* _What the task asks_
All entries below are to be set down again exactly as given.

* _Dataset extract_
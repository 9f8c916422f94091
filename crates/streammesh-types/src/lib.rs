//! Core data model for the subscription-stream dispatch core: subjects,
//! aliases, priority ordering and the `StreamState`/`StreamStateTransition`
//! algebra shared by the codec, the aggregator and the endpoint crates.

mod state;
mod subject;

pub use state::{dict_map_from_sorted, ColumnValue, Element, EvictionPolicy, StreamState, StreamStateTransition};
pub use subject::{
    compare_priority_keys, Alias, PriorityKey, ServiceKey, Subject, Tag, TagSet, TagSetKey, TopicKey,
};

* _Solution to the problem_
repository 9f8c916422f94091
filename crates/streammesh-types/src/lib.rs
//! Core data model for the subscription-stream dispatch core: subjects,
//! aliases, priority ordering and the `StreamState`/`StreamStateTransition`
//! algebra shared by the codec, the aggregator and the endpoint crates.

mod state;
mod subject;

pub use state::{dict_map_from_sorted, ColumnValue, Element, EvictionPolicy, StreamState, StreamStateTransition};
pub use subject::{
    compare_priority_keys, Alias, PriorityKey, ServiceKey, Subject, Tag, TagSet, TagSetKey, TopicKey,
};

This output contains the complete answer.